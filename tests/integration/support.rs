//! Shared helpers: a one-route HTTP stub and fixture loading.

use std::path::PathBuf;
use std::sync::{Arc, Mutex};
use std::time::Duration;
use tokio::io::{AsyncReadExt, AsyncWriteExt};
use tokio::net::{TcpListener, TcpStream};

/// What the stub does with each request.
#[derive(Debug, Clone)]
pub enum StubReply {
    /// Answer with this status and JSON body.
    Respond { status: u16, body: String },
    /// Accept the request and never answer.
    Hang,
}

impl StubReply {
    pub fn json(status: u16, body: &str) -> Self {
        Self::Respond {
            status,
            body: body.to_string(),
        }
    }
}

/// A request as received by the stub.
#[derive(Debug, Clone, Default)]
pub struct CapturedRequest {
    pub head: String,
    pub body: String,
}

impl CapturedRequest {
    /// Returns a header value, matching the name case-insensitively.
    pub fn header(&self, name: &str) -> Option<String> {
        self.head.lines().skip(1).find_map(|line| {
            let (key, value) = line.split_once(':')?;
            key.trim()
                .eq_ignore_ascii_case(name)
                .then(|| value.trim().to_string())
        })
    }

    /// Returns the request line, e.g. `POST /token HTTP/1.1`.
    pub fn request_line(&self) -> &str {
        self.head.lines().next().unwrap_or_default()
    }
}

/// A running stub server.
pub struct StubServer {
    pub base_url: String,
    requests: Arc<Mutex<Vec<CapturedRequest>>>,
}

impl StubServer {
    /// Starts a stub on an ephemeral local port.
    pub async fn start(reply: StubReply) -> Self {
        let listener = TcpListener::bind("127.0.0.1:0").await.unwrap();
        let base_url = format!("http://{}", listener.local_addr().unwrap());
        let requests = Arc::new(Mutex::new(Vec::new()));
        let captured = requests.clone();

        tokio::spawn(async move {
            while let Ok((mut stream, _)) = listener.accept().await {
                let request = read_request(&mut stream).await;
                captured.lock().unwrap().push(request);

                match &reply {
                    StubReply::Respond { status, body } => {
                        let response = format!(
                            "HTTP/1.1 {status} Stub\r\n\
                             Content-Type: application/json\r\n\
                             Content-Length: {}\r\n\
                             Connection: close\r\n\r\n{body}",
                            body.len()
                        );
                        let _ = stream.write_all(response.as_bytes()).await;
                        let _ = stream.shutdown().await;
                    }
                    StubReply::Hang => {
                        tokio::time::sleep(Duration::from_secs(60)).await;
                    }
                }
            }
        });

        Self { base_url, requests }
    }

    pub fn requests(&self) -> Vec<CapturedRequest> {
        self.requests.lock().unwrap().clone()
    }
}

async fn read_request(stream: &mut TcpStream) -> CapturedRequest {
    let mut buf = Vec::new();
    let mut chunk = [0u8; 4096];

    let header_end = loop {
        if let Some(pos) = buf.windows(4).position(|w| w == b"\r\n\r\n") {
            break pos + 4;
        }
        match stream.read(&mut chunk).await {
            Ok(0) | Err(_) => return CapturedRequest::default(),
            Ok(n) => buf.extend_from_slice(&chunk[..n]),
        }
    };

    let head = String::from_utf8_lossy(&buf[..header_end]).to_string();
    let content_length = head
        .lines()
        .find_map(|line| {
            let (key, value) = line.split_once(':')?;
            key.trim()
                .eq_ignore_ascii_case("content-length")
                .then(|| value.trim().parse::<usize>().ok())
                .flatten()
        })
        .unwrap_or(0);

    while buf.len() < header_end + content_length {
        match stream.read(&mut chunk).await {
            Ok(0) | Err(_) => break,
            Ok(n) => buf.extend_from_slice(&chunk[..n]),
        }
    }

    let body_end = buf.len().min(header_end + content_length);
    CapturedRequest {
        head,
        body: String::from_utf8_lossy(&buf[header_end..body_end]).to_string(),
    }
}

/// Returns a local URL nobody is listening on.
pub async fn closed_port_url() -> String {
    let listener = TcpListener::bind("127.0.0.1:0").await.unwrap();
    let addr = listener.local_addr().unwrap();
    drop(listener);
    format!("http://{addr}")
}

pub fn fixture_path(name: &str) -> PathBuf {
    PathBuf::from(env!("CARGO_MANIFEST_DIR"))
        .join("tests")
        .join("fixtures")
        .join(name)
}
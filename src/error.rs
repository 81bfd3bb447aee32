//! Error types for table-insight.
//!
//! Every variant here is fatal: it stops the run with a non-zero exit status.
//! Failures of the model call are not errors in this sense; they are carried
//! as [`crate::llm::ModelResponse`] values and written to the output file.

use thiserror::Error;

/// Main error type for table-insight operations.
#[derive(Error, Debug)]
pub enum InsightError {
    /// Data-source connection errors (host unreachable, auth failed, etc.)
    #[error("Connection error: {0}")]
    Connection(String),

    /// Query execution errors (dictionary lookup, extraction, malformed rows)
    #[error("Query error: {0}")]
    Query(String),

    /// Service credential errors (unreadable document, signing, token exchange)
    #[error("Credential error: {0}")]
    Credential(String),

    /// Configuration errors (invalid config file, missing project, bad env values)
    #[error("Configuration error: {0}")]
    Config(String),

    /// Invalid command-line input (bad table path, invalid identifiers)
    #[error("Usage error: {0}")]
    Usage(String),

    /// Output file errors.
    #[error("I/O error: {0}")]
    Io(String),

    /// Internal application errors (unexpected states, bugs, etc.)
    #[error("Internal error: {0}")]
    Internal(String),
}

impl InsightError {
    /// Creates a connection error with the given message.
    pub fn connection(msg: impl Into<String>) -> Self {
        Self::Connection(msg.into())
    }

    /// Creates a query error with the given message.
    pub fn query(msg: impl Into<String>) -> Self {
        Self::Query(msg.into())
    }

    /// Creates a credential error with the given message.
    pub fn credential(msg: impl Into<String>) -> Self {
        Self::Credential(msg.into())
    }

    /// Creates a configuration error with the given message.
    pub fn config(msg: impl Into<String>) -> Self {
        Self::Config(msg.into())
    }

    /// Creates a usage error with the given message.
    pub fn usage(msg: impl Into<String>) -> Self {
        Self::Usage(msg.into())
    }

    /// Creates an I/O error with the given message.
    pub fn io(msg: impl Into<String>) -> Self {
        Self::Io(msg.into())
    }

    /// Creates an internal error with the given message.
    pub fn internal(msg: impl Into<String>) -> Self {
        Self::Internal(msg.into())
    }

    /// Returns the error category as a string for display purposes.
    pub fn category(&self) -> &'static str {
        match self {
            Self::Connection(_) => "Connection Error",
            Self::Query(_) => "Query Error",
            Self::Credential(_) => "Credential Error",
            Self::Config(_) => "Configuration Error",
            Self::Usage(_) => "Usage Error",
            Self::Io(_) => "I/O Error",
            Self::Internal(_) => "Internal Error",
        }
    }
}

/// Result type alias using InsightError.
pub type Result<T> = std::result::Result<T, InsightError>;
//! Signed-assertion (JWT bearer) token exchange.
//!
//! Builds a one-hour RS256 assertion from a service credential and trades
//! it for an access token at the credential's token endpoint. There is no
//! retry; any failure here is fatal to the run.

use async_trait::async_trait;
use jsonwebtoken::{encode, Algorithm, EncodingKey, Header};
use reqwest::Client;
use serde::{Deserialize, Serialize};
use std::time::{Duration, SystemTime, UNIX_EPOCH};
use tracing::{debug, info};

use crate::auth::credential::{BearerToken, ServiceCredential};
use crate::auth::TokenProvider;
use crate::error::{InsightError, Result};

/// Scope requested for the access token.
pub const CLOUD_PLATFORM_SCOPE: &str = "https://www.googleapis.com/auth/cloud-platform";

/// OAuth 2.0 grant type for assertion exchange.
pub const JWT_BEARER_GRANT: &str = "urn:ietf:params:oauth:grant-type:jwt-bearer";

/// Lifetime of the signed assertion, and of the token when the server
/// does not say otherwise.
pub const ASSERTION_LIFETIME_SECS: u64 = 3600;

/// Claim set of the signed assertion.
#[derive(Debug, Clone, PartialEq, Serialize, Deserialize)]
pub struct AssertionClaims {
    pub iss: String,
    pub sub: String,
    pub aud: String,
    pub iat: u64,
    pub exp: u64,
    pub scope: String,
}

impl AssertionClaims {
    /// Claims for `credential`, issued at `issued_at` (seconds since epoch).
    pub fn new(credential: &ServiceCredential, issued_at: u64) -> Self {
        Self {
            iss: credential.client_email.clone(),
            sub: credential.client_email.clone(),
            aud: credential.token_uri.clone(),
            iat: issued_at,
            exp: issued_at + ASSERTION_LIFETIME_SECS,
            scope: CLOUD_PLATFORM_SCOPE.to_string(),
        }
    }
}

/// Signs the assertion with the credential's private key (RS256).
pub fn sign_assertion(credential: &ServiceCredential, issued_at: u64) -> Result<String> {
    let claims = AssertionClaims::new(credential, issued_at);

    let mut header = Header::new(Algorithm::RS256);
    header.kid = credential.private_key_id.clone();

    let key = EncodingKey::from_rsa_pem(credential.private_key.as_bytes())
        .map_err(|e| InsightError::credential(format!("Invalid private key: {e}")))?;

    encode(&header, &claims, &key)
        .map_err(|e| InsightError::credential(format!("Failed to sign assertion: {e}")))
}

fn unix_now() -> Result<u64> {
    SystemTime::now()
        .duration_since(UNIX_EPOCH)
        .map(|d| d.as_secs())
        .map_err(|e| InsightError::internal(format!("System clock is before 1970: {e}")))
}

#[derive(Debug, Serialize)]
struct TokenRequest<'a> {
    grant_type: &'a str,
    assertion: &'a str,
}

#[derive(Debug, Deserialize)]
struct TokenResponse {
    access_token: String,
    #[serde(default)]
    expires_in: Option<u64>,
}

/// Exchanges a service credential for bearer tokens.
#[derive(Debug, Clone)]
pub struct ServiceAccountTokenProvider {
    credential: ServiceCredential,
    client: Client,
}

impl ServiceAccountTokenProvider {
    /// Creates a provider for the given credential.
    pub fn new(credential: ServiceCredential) -> Result<Self> {
        let client = Client::builder()
            .build()
            .map_err(|e| InsightError::internal(format!("Failed to create HTTP client: {e}")))?;

        Ok(Self { credential, client })
    }
}

#[async_trait]
impl TokenProvider for ServiceAccountTokenProvider {
    async fn access_token(&self) -> Result<BearerToken> {
        let assertion = sign_assertion(&self.credential, unix_now()?)?;
        let token_uri = &self.credential.token_uri;

        debug!("Exchanging assertion at {token_uri}");
        let response = self
            .client
            .post(token_uri)
            .form(&TokenRequest {
                grant_type: JWT_BEARER_GRANT,
                assertion: &assertion,
            })
            .send()
            .await
            .map_err(|e| InsightError::credential(format!("Token request failed: {e}")))?;

        let status = response.status();
        let body = response
            .text()
            .await
            .map_err(|e| InsightError::credential(format!("Failed to read token response: {e}")))?;

        if !status.is_success() {
            return Err(InsightError::credential(format!(
                "Token exchange failed ({status}): {body}"
            )));
        }

        let token: TokenResponse = serde_json::from_str(&body).map_err(|e| {
            InsightError::credential(format!("Unexpected token response: {e}"))
        })?;

        let lifetime = token.expires_in.unwrap_or(ASSERTION_LIFETIME_SECS);
        info!(
            "Obtained access token for {} (valid {}s)",
            self.credential.client_email, lifetime
        );

        Ok(BearerToken::new(
            token.access_token,
            Duration::from_secs(lifetime),
        ))
    }
}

###

§ **ASSIGNED TASK**: Every line above from the line with "use std::path::PathBuf;" to the line with "let request = read_request(&mut", both included, must be reproduced exactly, and no other line may appear.

§ **SOLVED PROBLEM**:
use std::path::PathBuf;
use std::sync::{Arc, Mutex};
use std::time::Duration;
use tokio::io::{AsyncReadExt, AsyncWriteExt};
use tokio::net::{TcpListener, TcpStream};

/// What the stub does with each request.
#[derive(Debug, Clone)]
pub enum StubReply {
    /// Answer with this status and JSON body.
    Respond { status: u16, body: String },
    /// Accept the request and never answer.
    Hang,
}

impl StubReply {
    pub fn json(status: u16, body: &str) -> Self {
        Self::Respond {
            status,
            body: body.to_string(),
        }
    }
}

/// A request as received by the stub.
#[derive(Debug, Clone, Default)]
pub struct CapturedRequest {
    pub head: String,
    pub body: String,
}

impl CapturedRequest {
    /// Returns a header value, matching the name case-insensitively.
    pub fn header(&self, name: &str) -> Option<String> {
        self.head.lines().skip(1).find_map(|line| {
            let (key, value) = line.split_once(':')?;
            key.trim()
                .eq_ignore_ascii_case(name)
                .then(|| value.trim().to_string())
        })
    }

    /// Returns the request line, e.g. `POST /token HTTP/1.1`.
    pub fn request_line(&self) -> &str {
        self.head.lines().next().unwrap_or_default()
    }
}

/// A running stub server.
pub struct StubServer {
    pub base_url: String,
    requests: Arc<Mutex<Vec<CapturedRequest>>>,
}

impl StubServer {
    /// Starts a stub on an ephemeral local port.
    pub async fn start(reply: StubReply) -> Self {
        let listener = TcpListener::bind("127.0.0.1:0").await.unwrap();
        let base_url = format!("http://{}", listener.local_addr().unwrap());
        let requests = Arc::new(Mutex::new(Vec::new()));
        let captured = requests.clone();

        tokio::spawn(async move {
            while let Ok((mut stream, _)) = listener.accept().await {
                let request = read_request(&mut stream).await;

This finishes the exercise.